The influence of light downconversion films (red, pink and blue films) on leaf physiological features and fruit bioactive compound accumulation was studied in strawberry plants. Red, pink and blue films were able to convert light less utilised by plants into more efficient light wavebands with various possibilities depending on the film characteristics (blue film shifts UV into blue radiation; red film shifts green into red radiation, pink film shifts UV and green into blue and red radiation but to a lesser extent than red film). Indeed, by enhancing the quality of light available for photosynthesis, the utilization of these films holds the potential to improve agricultural productivity and sustainability. All of these light downconversion films resulted in higher plant fresh weight compared to a control colourless (Cnt) film, with plants grown under blue film (UV-to-blue light conversion) showing the most impressive results in terms of total leaf area (+25%), leaf thickness (+10%) and leaf mass per area (+15%). Simultaneously, during the flowering stage, plants under blue film had a higher net photosynthetic rate due to the increase in photosynthetically efficient wavelengths. Moreover, blue film resulted in the highest total phenolic (+40% and +28% than red and pink films, respectively) and flavonoid content (+54%, +84%, +70% than Cnt, red and pink films, respectively) in fruit, with specific effects on targeted phenols, i.e., quercetin, ellagic acid and its glycoside, ellagitannins, and procyanidins. In conclusion, the use of the UV-to-blue conversion light film tested herein represents an innovative solution to increase strawberry yield and promote fruit nutraceutical features, playing a pivotal role in ensuring food quality and security and sustainable agricultural practices.

1. Introduction

Balancing crop productivity with market demands is a daily challenge for most farmers. Simultaneously implementing sustainable practices and reducing energy consumption adds an extra layer of complexity. The production system is constantly evolving to align with the market in response to the high demand for fresh fruit.
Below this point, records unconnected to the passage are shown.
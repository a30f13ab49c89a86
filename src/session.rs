//! A running game with its collaborators
//!
//! The session is the single owner of the game state. It advances the
//! rotation clock, samples it once per tap, runs the model transition and
//! then performs the side effects the outcome asks for (sounds, saving a new
//! high score, restarting the rotation on level-up).

use crate::audio::{AudioManager, SoundEffect};
use crate::highscores::HighScore;
use crate::persistence::Storage;
use crate::settings::Settings;
use crate::sim::{self, FireOutcome, GameState, RotationDriver};

pub struct Session {
    state: GameState,
    rotation: RotationDriver,
    storage: Box<dyn Storage>,
    audio: AudioManager,
    settings: Settings,
    record: HighScore,
}

impl Session {
    /// Load settings and the high score from `storage` and start a game
    pub fn start(seed: u64, storage: Box<dyn Storage>, mut audio: AudioManager) -> Self {
        let settings = Settings::load(storage.as_ref());
        let record = HighScore::load(storage.as_ref());
        audio.configure(&settings);

        let state = GameState::with_tuning(seed, settings.tuning.clone(), record.score);
        let rotation = RotationDriver::new(state.rotation_period_ms);
        log::info!(
            "Session started (seed {}, high score {}, policy {})",
            state.seed(),
            record.score,
            state.tuning.level_up_policy.as_str()
        );

        Self {
            state,
            rotation,
            storage,
            audio,
            settings,
            record,
        }
    }

    pub fn state(&self) -> &GameState {
        &self.state
    }

    pub fn settings(&self) -> &Settings {
        &self.settings
    }

    /// Current rotation of the log in degrees
    pub fn rotation_deg(&self) -> f32 {
        self.rotation.angle_deg()
    }

    /// Advance the rotation clock by `dt_ms` milliseconds
    pub fn tick(&mut self, dt_ms: f32) {
        if !self.state.is_game_over() {
            self.rotation.advance(dt_ms);
        }
    }

    /// Fire an arrow at the log's current rotation
    pub fn tap(&mut self) -> FireOutcome {
        let rotation = self.rotation.angle_deg();
        let outcome = sim::fire(&mut self.state, rotation);

        match outcome {
            FireOutcome::Ignored => {}
            FireOutcome::Stuck { .. } => self.audio.play(SoundEffect::ArrowShoot),
            FireOutcome::LevelComplete { .. } => {
                self.audio.play(SoundEffect::ArrowShoot);
                self.audio.play(SoundEffect::LevelComplete);
                self.rotation.restart(self.state.rotation_period_ms);
            }
            FireOutcome::Collision { new_high_score, .. } => {
                self.audio.play(SoundEffect::ArrowShoot);
                self.audio.play(SoundEffect::Collision);
                if new_high_score {
                    self.audio.play(SoundEffect::HighScore);
                    self.persist_high_score();
                }
            }
        }

        outcome
    }

    /// Start over; the high score is kept
    pub fn reset(&mut self) {
        sim::reset(&mut self.state);
        self.rotation.restart(self.state.rotation_period_ms);
    }

    fn persist_high_score(&mut self) {
        if !self.record.submit(self.state.high_score) {
            return;
        }
        if let Err(e) = self.record.save(self.storage.as_mut()) {
            log::warn!("Failed to save high score: {}", e);
        }
    }
}

#[cfg(test)]
mod tests {
    use super::*;
    use crate::audio::RecordingSink;
    use crate::persistence::{MemoryStorage, StorageError};
    use crate::tuning::LevelUpPolicy;

    fn session_with(storage: MemoryStorage) -> (Session, RecordingSink) {
        let sink = RecordingSink::new();
        let audio = AudioManager::new(Box::new(sink.clone()));
        (Session::start(1, Box::new(storage), audio), sink)
    }

    #[test]
    fn test_tap_samples_rotation() {
        let (mut session, _) = session_with(MemoryStorage::new());
        // Quarter turn on the default 4 s period
        session.tick(1000.0);
        assert_eq!(session.tap(), FireOutcome::Stuck { angle: 85.0 });
    }

    #[test]
    fn test_collision_saves_high_score() {
        let mut storage = MemoryStorage::new();
        HighScore { score: 0 }.save(&mut storage).unwrap();
        let (mut session, sink) = session_with(storage);

        session.tap();
        session.tick(500.0);
        session.tap();
        // Back to rotation 0 after a full turn from the start
        session.tick(3500.0);
        let outcome = session.tap();
        assert!(matches!(
            outcome,
            FireOutcome::Collision {
                new_high_score: true,
                ..
            }
        ));
        assert_eq!(session.state().high_score, 2);
        assert_eq!(session.record.score, 2);
        assert_eq!(HighScore::load(session.storage.as_ref()).score, 2);
        assert_eq!(
            sink.played(),
            vec![
                SoundEffect::ArrowShoot,
                SoundEffect::ArrowShoot,
                SoundEffect::ArrowShoot,
                SoundEffect::Collision,
                SoundEffect::HighScore,
            ]
        );
    }

    #[test]
    fn test_high_score_loaded_and_kept_on_reset() {
        let mut storage = MemoryStorage::new();
        HighScore { score: 7 }.save(&mut storage).unwrap();
        let (mut session, _) = session_with(storage);
        assert_eq!(session.state().high_score, 7);

        session.tap();
        session.tap();
        assert!(session.state().is_game_over());
        assert_eq!(session.state().high_score, 7);

        session.reset();
        assert_eq!(session.state().score, 0);
        assert_eq!(session.state().level, 1);
        assert!(!session.state().is_game_over());
        assert_eq!(session.state().high_score, 7);
        assert_eq!(session.rotation_deg(), 0.0);
    }

    #[test]
    fn test_level_up_restarts_faster_rotation() {
        let mut storage = MemoryStorage::new();
        Settings::default()
            .with_policy(LevelUpPolicy::Clear)
            .save(&mut storage)
            .unwrap();
        let (mut session, sink) = session_with(storage);
        let initial_period = session.state().rotation_period_ms;

        for _ in 0..5 {
            session.tap();
            session.tick(400.0);
        }
        assert_eq!(session.state().level, 2);
        assert!(session.state().rotation_period_ms < initial_period);
        assert!(sink.played().contains(&SoundEffect::LevelComplete));
        // Restarted at level-up, then advanced once
        let expected = 360.0 * 400.0 / session.state().rotation_period_ms;
        assert!((session.rotation_deg() - expected).abs() < 1e-2);
    }

    #[test]
    fn test_oversized_arrow_settings_do_not_crash_level_up() {
        let mut storage = MemoryStorage::new();
        storage
            .set_item(
                Settings::STORAGE_KEY,
                r#"{"tuning":{"initial_arrows":4294967295,"max_extra_arrows":4294967295}}"#,
            )
            .unwrap();
        let (mut session, _) = session_with(storage);
        session.state.remaining_arrows = 1;

        let outcome = sim::fire(&mut session.state, 0.0);
        assert_eq!(outcome, FireOutcome::LevelComplete { angle: 175.0, level: 2 });
        let slots = session.state().tuning.slot_count();
        assert!(session.state().remaining_arrows <= slots);
        assert!(session.state().remaining_arrows > 0);
    }

    #[test]
    fn test_rotation_frozen_after_game_over() {
        let (mut session, _) = session_with(MemoryStorage::new());
        session.tap();
        session.tap();
        let angle = session.rotation_deg();
        session.tick(250.0);
        assert_eq!(session.rotation_deg(), angle);
        assert!(session.tap().is_ignored());
    }

    struct ReadOnlyStorage;

    impl Storage for ReadOnlyStorage {
        fn get_item(&self, _key: &str) -> Result<Option<String>, StorageError> {
            Ok(None)
        }
        fn set_item(&mut self, _key: &str, _value: &str) -> Result<(), StorageError> {
            Err(std::io::Error::other("read-only").into())
        }
        fn remove_item(&mut self, _key: &str) -> Result<(), StorageError> {
            Ok(())
        }
    }

    #[test]
    fn test_storage_failure_does_not_break_game() {
        let mut session = Session::start(3, Box::new(ReadOnlyStorage), AudioManager::default());
        session.tap();
        let outcome = session.tap();
        assert!(matches!(outcome, FireOutcome::Collision { .. }));
        assert_eq!(session.state().high_score, 1);
        session.reset();
        assert_eq!(session.tap(), FireOutcome::Stuck { angle: 175.0 });
    }
}
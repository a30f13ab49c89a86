//! Pre-placed arrows for a fresh level
//!
//! Placement keeps every pair of arrows at least the impact tolerance apart,
//! so the collision invariant holds before the player throws anything.

use rand::Rng;

use super::state::GameState;
use crate::{circular_distance, normalize_360};

/// Attempts per arrow before giving up on placing it
const MAX_PLACEMENT_ATTEMPTS: u32 = 64;

/// Stuck arrows a level should start with, per the tuning's level-up policy
pub fn seed_level(state: &GameState) -> Vec<f32> {
    let count = state.tuning.preseeded_for_level(state.level) as usize;
    if count == 0 {
        return Vec::new();
    }

    let mut rng = state.rng_state.rng_for_level(state.level);
    let tolerance = state.tuning.impact_tolerance_deg;
    let mut arrows: Vec<f32> = Vec::with_capacity(count);

    for _ in 0..count {
        let placed = (0..MAX_PLACEMENT_ATTEMPTS).find_map(|_| {
            let candidate = normalize_360(rng.random_range(0.0..360.0));
            arrows
                .iter()
                .all(|&a| circular_distance(a, candidate) >= tolerance)
                .then_some(candidate)
        });
        match placed {
            Some(angle) => arrows.push(angle),
            None => {
                log::warn!(
                    "Could only pre-place {} of {} arrows on level {}",
                    arrows.len(),
                    count,
                    state.level
                );
                break;
            }
        }
    }

    arrows
}

/// True when no two arrows are closer than `tolerance`
pub fn is_well_spaced(arrows: &[f32], tolerance: f32) -> bool {
    arrows.iter().enumerate().all(|(i, &a)| {
        arrows[i + 1..]
            .iter()
            .all(|&b| circular_distance(a, b) >= tolerance)
    })
}
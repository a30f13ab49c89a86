//! Data-driven game balance
//!
//! Defaults come from [`crate::consts`]; settings may override individual
//! values.

use serde::{Deserialize, Serialize};

use crate::consts::*;

/// What a freshly started level looks like
#[derive(Debug, Clone, Copy, PartialEq, Eq, Serialize, Deserialize, Default)]
pub enum LevelUpPolicy {
    /// Every level starts with an empty log
    Clear,
    /// Higher levels start with a few pre-placed arrows as obstacles
    #[default]
    Reseed,
}

impl LevelUpPolicy {
    pub fn as_str(&self) -> &'static str {
        match self {
            LevelUpPolicy::Clear => "clear",
            LevelUpPolicy::Reseed => "reseed",
        }
    }

    pub fn parse(s: &str) -> Option<Self> {
        match s.to_lowercase().as_str() {
            "clear" | "empty" => Some(LevelUpPolicy::Clear),
            "reseed" | "random" => Some(LevelUpPolicy::Reseed),
            _ => None,
        }
    }
}

/// Balance values for a run
#[derive(Debug, Clone, PartialEq, Serialize, Deserialize)]
#[serde(default)]
pub struct Tuning {
    pub impact_tolerance_deg: f32,
    pub fixed_impact_angle_deg: f32,
    pub impact_offset_deg: f32,
    pub initial_arrows: u32,
    pub max_extra_arrows: u32,
    pub max_preseeded_arrows: u32,
    pub initial_rotation_period_ms: f32,
    pub min_rotation_period_ms: f32,
    pub speedup_step_ms: f32,
    pub level_up_policy: LevelUpPolicy,
}

impl Default for Tuning {
    fn default() -> Self {
        Self {
            impact_tolerance_deg: IMPACT_TOLERANCE_DEG,
            fixed_impact_angle_deg: FIXED_IMPACT_ANGLE_DEG,
            impact_offset_deg: IMPACT_OFFSET_DEG,
            initial_arrows: INITIAL_ARROWS,
            max_extra_arrows: MAX_EXTRA_ARROWS,
            max_preseeded_arrows: MAX_PRESEEDED_ARROWS,
            initial_rotation_period_ms: INITIAL_ROTATION_PERIOD_MS,
            min_rotation_period_ms: MIN_ROTATION_PERIOD_MS,
            speedup_step_ms: SPEEDUP_STEP_MS,
            level_up_policy: LevelUpPolicy::default(),
        }
    }
}

impl Tuning {
    /// Arrow budget for a level (1-based). Never decreases with level.
    pub fn arrows_for_level(&self, level: u32) -> u32 {
        let extra = level.saturating_sub(1).min(self.max_extra_arrows);
        self.initial_arrows.saturating_add(extra)
    }

    /// Number of arrows pre-placed when a level starts
    pub fn preseeded_for_level(&self, level: u32) -> u32 {
        match self.level_up_policy {
            LevelUpPolicy::Clear => 0,
            LevelUpPolicy::Reseed => level.saturating_sub(1).min(self.max_preseeded_arrows),
        }
    }

    /// Rotation period after one more level-up
    pub fn next_rotation_period(&self, current_ms: f32) -> f32 {
        (current_ms - self.speedup_step_ms).max(self.min_rotation_period_ms)
    }

    /// Clamp values that would break the model's invariants
    pub fn sanitized(mut self) -> Self {
        if !self.impact_tolerance_deg.is_finite() || self.impact_tolerance_deg < 0.0 {
            log::warn!("Invalid impact tolerance {}, using default", self.impact_tolerance_deg);
            self.impact_tolerance_deg = IMPACT_TOLERANCE_DEG;
        }
        self.impact_tolerance_deg = self.impact_tolerance_deg.min(180.0);
        if self.initial_arrows == 0 {
            log::warn!("Initial arrows must be positive, using default");
            self.initial_arrows = INITIAL_ARROWS;
        }
        if !self.min_rotation_period_ms.is_finite() || self.min_rotation_period_ms <= 0.0 {
            self.min_rotation_period_ms = MIN_ROTATION_PERIOD_MS;
        }
        if !self.initial_rotation_period_ms.is_finite() {
            self.initial_rotation_period_ms = INITIAL_ROTATION_PERIOD_MS;
        }
        self.initial_rotation_period_ms = self
            .initial_rotation_period_ms
            .max(self.min_rotation_period_ms);
        if !self.speedup_step_ms.is_finite() || self.speedup_step_ms < 0.0 {
            self.speedup_step_ms = SPEEDUP_STEP_MS;
        }

        // A level's arrows, thrown or pre-placed, must fit on the log
        let slots = self.slot_count();
        if self.initial_arrows > slots {
            log::warn!("Initial arrows {} exceed {} slots", self.initial_arrows, slots);
            self.initial_arrows = slots;
        }
        self.max_extra_arrows = self.max_extra_arrows.min(slots - self.initial_arrows);
        self.max_preseeded_arrows = self
            .max_preseeded_arrows
            .min(slots - self.initial_arrows - self.max_extra_arrows);
        self
    }

    /// How many arrows fit around the log at the impact tolerance
    pub fn slot_count(&self) -> u32 {
        if self.impact_tolerance_deg <= 0.0 {
            return u32::MAX;
        }
        ((360.0 / self.impact_tolerance_deg) as u32).max(1)
    }
}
This evolution is facilitated by integrating new technologies to enhance fruit quality and yield [1,2,3]. In this context, as light is one of the main drivers that affect plant physiology, researchers have continuously attempted to increase available light as well as to manipulate the spectral composition of light to possibly use light as an “eustress” able to modulate the accumulation of targeted bioactive compounds in fruit [4,5,6]. Notably, it has been observed that red and blue lights have pronounced effects on leaf photosynthetic traits when administered as monochromatic light (actually as a narrow-band spectrum) or as supplemental light in greenhouses, as reviewed by Landi et al. [4]. For instance, supplementing red light during daylight hours has been shown to enhance plant productivity in strawberries [6,7]. Red light supplementation can also influence the secondary metabolisms, leading, for example, to increased starch and sucrose levels as observed in tomatoes and higher levels of anthocyanins as detected in strawberry fruits [6,8,9,10]. It has long been known that supplementation with blue light commonly leads to an increase in secondary metabolite concentrations in a range of plant species, including green and red sweet basil, red lettuce, tomatoes, and strawberries [6,11,12]. However, it should be noted that high intensities of blue light supplementation (e.g., 250 μmol m⁻² s⁻¹) could be detrimental to plant and fruit productivity, leading to a decline in physiological performance [6,13].

In horticulture, covering materials are highly used due to their versatility. The most used covering technologies enable shade adjustment by modulating light intensity or selecting specific wavebands. These techniques optimize the light environment to promote crop growth and development [14,15,16]. Nowadays, researchers are testing a new technology for covering films that are able to manipulate the spectral distribution of transmitted solar radiation, known as light downconversion films [17,18,19,20]. Light downconversion films, also referred as to fluorescent or light conversion films, can convert light radiation less usable by chlorophyll, such as UV (280–380 nm) and green radiation (510–575 nm), into light radiation that is more efficient to kick off photosynthesis, such as blue and red light [20]. Furthermore, the specific effects of the conversion films depend on the composition and structure of the fluorescent dye blends within the plastic polymer matrix [18].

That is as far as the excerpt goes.